Devices and Desires e-1
Page 59
Instead, he drew his knees up under his chin and stared at the wall. There was a tapestry there; he'd been staring at it for some time before he noticed it, because it was exactly where it should be, where it always had been in relation to where he was likely to be sitting. It was the tapestry that always hung on the back wall of his writing-room, back at the Ducas house. He smiled, though its presence hurt him, and for the first time in twenty years he took a moment to look at it.
He'd grown up with it, of course, because everything in the Ducas house had always been there, certainly as long as he could remember. It was relatively recent by Ducas standards, certainly no more than eighty years old; Neo-Classical Primitive, if you insisted on being technical, which meant the figures were lean and angular, their elbows and knees bent and pointed, their heads in profile, their lips curled in a frozen smile, their hands and feet unnaturally small.

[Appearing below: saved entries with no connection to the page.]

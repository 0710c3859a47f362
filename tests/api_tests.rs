//--------------------------------------------------------------------------------------------------
// TEST MODULE OVERVIEW
//--------------------------------------------------------------------------------------------------
// Integration tests for the HTTP API: endpoint shapes, the status-code policy
// (400 validation / 200 success=false business rejection / 404 not found), and the
// decimal-string wire format.
//--------------------------------------------------------------------------------------------------

use std::net::SocketAddr;
use std::sync::Arc;

use axum::body::{to_bytes, Body};
use axum::http::{Request, StatusCode};
use axum::Router;
use serde_json::{from_slice, json, Value};
use tower::ServiceExt;

use matchbook::{Api, MatchingEngine, SymbolSpec};

/// Sets up a test router with one registered symbol (price scale 2, quantity scale 4).
fn setup_test_router() -> Router {
    let engine = Arc::new(MatchingEngine::new());
    engine.register_symbol(SymbolSpec::new("BTC-USDT", 2, 4));

    let addr = SocketAddr::from(([127, 0, 0, 1], 0));
    Api::new(addr, engine, 20, 1000).routes()
}

async fn request(router: &Router, method: &str, uri: &str, body: Option<Value>) -> (StatusCode, Value) {
    let builder = Request::builder()
        .method(method)
        .uri(uri)
        .header("content-type", "application/json");
    let request = match body {
        Some(value) => builder.body(Body::from(value.to_string())),
        None => builder.body(Body::empty()),
    }
    .expect("request builds");

    let response = router
        .clone()
        .oneshot(request)
        .await
        .expect("router responds");
    let status = response.status();
    let bytes = to_bytes(response.into_body(), usize::MAX)
        .await
        .expect("body reads");
    let value = if bytes.is_empty() {
        Value::Null
    } else {
        from_slice(&bytes).expect("body is json")
    };
    (status, value)
}

fn submit_body(order_type: &str, side: &str, quantity: &str, price: Option<&str>) -> Value {
    let mut body = json!({
        "symbol": "btc-usdt",
        "order_type": order_type,
        "side": side,
        "quantity": quantity,
    });
    if let Some(price) = price {
        body["price"] = json!(price);
    }
    body
}

#[tokio::test]
async fn test_health() {
    let router = setup_test_router();
    let (status, body) = request(&router, "GET", "/health", None).await;
    assert_eq!(status, StatusCode::OK);
    assert_eq!(body["status"], "ok");
}

#[tokio::test]
async fn test_submit_limit_order() {
    let router = setup_test_router();

    let (status, body) = request(
        &router,
        "POST",
        "/api/orders",
        Some(submit_body("limit", "buy", "1.0", Some("50000.00"))),
    )
    .await;

    assert_eq!(status, StatusCode::OK);
    assert_eq!(body["success"], true);
    assert_eq!(body["order"]["status"], "new");
    assert_eq!(body["order"]["symbol"], "BTC-USDT");
    assert_eq!(body["order"]["remaining_quantity"], "1.0");
    assert!(body["trades"].as_array().expect("trades array").is_empty());

    // The order now shows in the book, prices and quantities as decimal strings.
    let (status, book) = request(&router, "GET", "/api/orderbook/BTC-USDT", None).await;
    assert_eq!(status, StatusCode::OK);
    assert_eq!(book["bids"][0][0], "50000.00");
    assert_eq!(book["bids"][0][1], "1.0");
    assert!(book["asks"].as_array().expect("asks array").is_empty());
}

#[tokio::test]
async fn test_submit_and_match_produces_trades() {
    let router = setup_test_router();

    request(
        &router,
        "POST",
        "/api/orders",
        Some(submit_body("limit", "sell", "0.5", Some("50000.00"))),
    )
    .await;

    let (status, body) = request(
        &router,
        "POST",
        "/api/orders",
        Some(submit_body("market", "buy", "0.2", None)),
    )
    .await;

    assert_eq!(status, StatusCode::OK);
    assert_eq!(body["success"], true);
    assert_eq!(body["order"]["status"], "filled");
    let trades = body["trades"].as_array().expect("trades array");
    assert_eq!(trades.len(), 1);
    assert_eq!(trades[0]["price"], "50000.00");
    assert_eq!(trades[0]["quantity"], "0.2");
    assert_eq!(trades[0]["aggressor_side"], "buy");
}

#[tokio::test]
async fn test_validation_failures_are_400() {
    let router = setup_test_router();

    // Missing price on a limit order.
    let (status, body) = request(
        &router,
        "POST",
        "/api/orders",
        Some(submit_body("limit", "buy", "1.0", None)),
    )
    .await;
    assert_eq!(status, StatusCode::BAD_REQUEST);
    assert_eq!(body["success"], false);

    // Unknown symbol.
    let mut unknown = submit_body("limit", "buy", "1.0", Some("1.00"));
    unknown["symbol"] = json!("DOGE-USDT");
    let (status, _) = request(&router, "POST", "/api/orders", Some(unknown)).await;
    assert_eq!(status, StatusCode::BAD_REQUEST);

    // Price scale violation (scale is 2).
    let (status, _) = request(
        &router,
        "POST",
        "/api/orders",
        Some(submit_body("limit", "buy", "1.0", Some("50000.123"))),
    )
    .await;
    assert_eq!(status, StatusCode::BAD_REQUEST);

    // Nothing reached the book.
    let (_, book) = request(&router, "GET", "/api/orderbook/BTC-USDT", None).await;
    assert!(book["bids"].as_array().expect("bids array").is_empty());
}

#[tokio::test]
async fn test_fok_rejection_is_200_with_success_false() {
    let router = setup_test_router();

    request(
        &router,
        "POST",
        "/api/orders",
        Some(submit_body("limit", "sell", "0.5", Some("50100.00"))),
    )
    .await;

    let (status, body) = request(
        &router,
        "POST",
        "/api/orders",
        Some(submit_body("fok", "buy", "1.0", Some("50100.00"))),
    )
    .await;

    assert_eq!(status, StatusCode::OK);
    assert_eq!(body["success"], false);
    assert_eq!(body["order"]["status"], "rejected");
    assert!(body["trades"].as_array().expect("trades array").is_empty());
    assert!(body["reason"].as_str().expect("reason string").contains("fill-or-kill"));
}

#[tokio::test]
async fn test_cancel_order() {
    let router = setup_test_router();

    let (_, submitted) = request(
        &router,
        "POST",
        "/api/orders",
        Some(submit_body("limit", "buy", "1.0", Some("49000.00"))),
    )
    .await;
    let order_id = submitted["order"]["order_id"].as_str().expect("order id");

    let cancel = json!({"symbol": "BTC-USDT", "order_id": order_id});
    let (status, body) = request(&router, "DELETE", "/api/orders", Some(cancel.clone())).await;
    assert_eq!(status, StatusCode::OK);
    assert_eq!(body["success"], true);
    assert_eq!(body["order_id"].as_str(), Some(order_id));

    // Cancelling again finds nothing.
    let (status, _) = request(&router, "DELETE", "/api/orders", Some(cancel)).await;
    assert_eq!(status, StatusCode::NOT_FOUND);
}

#[tokio::test]
async fn test_orderbook_unknown_symbol_404() {
    let router = setup_test_router();
    let (status, _) = request(&router, "GET", "/api/orderbook/DOGE-USDT", None).await;
    assert_eq!(status, StatusCode::NOT_FOUND);

    let (status, _) = request(&router, "GET", "/api/bbo/DOGE-USDT", None).await;
    assert_eq!(status, StatusCode::NOT_FOUND);
}

#[tokio::test]
async fn test_orderbook_depth_parameter() {
    let router = setup_test_router();

    for price in ["50100.00", "50200.00", "50300.00"] {
        request(
            &router,
            "POST",
            "/api/orders",
            Some(submit_body("limit", "sell", "0.1", Some(price))),
        )
        .await;
    }

    let (_, book) = request(&router, "GET", "/api/orderbook/BTC-USDT?depth=2", None).await;
    let asks = book["asks"].as_array().expect("asks array");
    assert_eq!(asks.len(), 2);
    assert_eq!(asks[0][0], "50100.00");
    assert_eq!(asks[1][0], "50200.00");
}

#[tokio::test]
async fn test_bbo() {
    let router = setup_test_router();

    request(
        &router,
        "POST",
        "/api/orders",
        Some(submit_body("limit", "buy", "1.0", Some("49900.00"))),
    )
    .await;
    request(
        &router,
        "POST",
        "/api/orders",
        Some(submit_body("limit", "sell", "1.0", Some("50100.00"))),
    )
    .await;

    let (status, body) = request(&router, "GET", "/api/bbo/btc-usdt", None).await;
    assert_eq!(status, StatusCode::OK);
    assert_eq!(body["symbol"], "BTC-USDT");
    assert_eq!(body["bid"], "49900.00");
    assert_eq!(body["ask"], "50100.00");
    assert_eq!(body["spread"], "200.00");
}

#[tokio::test]
async fn test_recent_trades_endpoint() {
    let router = setup_test_router();

    request(
        &router,
        "POST",
        "/api/orders",
        Some(submit_body("limit", "sell", "1.0", Some("50000.00"))),
    )
    .await;
    for _ in 0..2 {
        request(
            &router,
            "POST",
            "/api/orders",
            Some(submit_body("market", "buy", "0.3", None)),
        )
        .await;
    }

    let (status, body) = request(&router, "GET", "/api/trades", None).await;
    assert_eq!(status, StatusCode::OK);
    assert_eq!(body["count"], 2);

    let (_, filtered) = request(&router, "GET", "/api/trades?symbol=btc-usdt&limit=1", None).await;
    assert_eq!(filtered["count"], 1);
    assert_eq!(filtered["trades"][0]["symbol"], "BTC-USDT");

    let (_, other) = request(&router, "GET", "/api/trades?symbol=ETH-USDT", None).await;
    assert_eq!(other["count"], 0);
}

#[tokio::test]
async fn test_symbols_endpoint() {
    let router = setup_test_router();
    let (status, body) = request(&router, "GET", "/api/symbols", None).await;
    assert_eq!(status, StatusCode::OK);
    assert_eq!(body["symbols"], json!(["BTC-USDT"]));
    assert_eq!(body["count"], 1);
}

In the centre, a unicorn was kneeling at the feet of a girl (she was flat-chested and her neck was freakishly long, which was the Neo-Classical Primitive way of telling you she was supposed to be pretty), while behind a nearby bush, half a dozen men lurked with spears and drawn bows. They weren't actually looking at the unicorn, because of artistic conventions, but it was pretty obvious what was going to happen next. Above and below the main scene ran borders crowded with running hounds-tiny heads, little stubby legs, stupidly long, thin bodies-in between exuberant growths of twisted, distorted flowers. He'd never really looked at it before, because if he had he'd have seen how terrifying it was, with its hideous, misshapen creatures and its message of treachery and death. It was supposed to be an allegory of courtly seduction; in Neo-Classicism, most things were. He wondered: which one is me, the girl or the hunters? The unicorn is Orsea, of course (it looked like a long, thin goat with a spike stuck in its head); I suppose I must be the girl, and the hunters in the bush are whoever's behind all this…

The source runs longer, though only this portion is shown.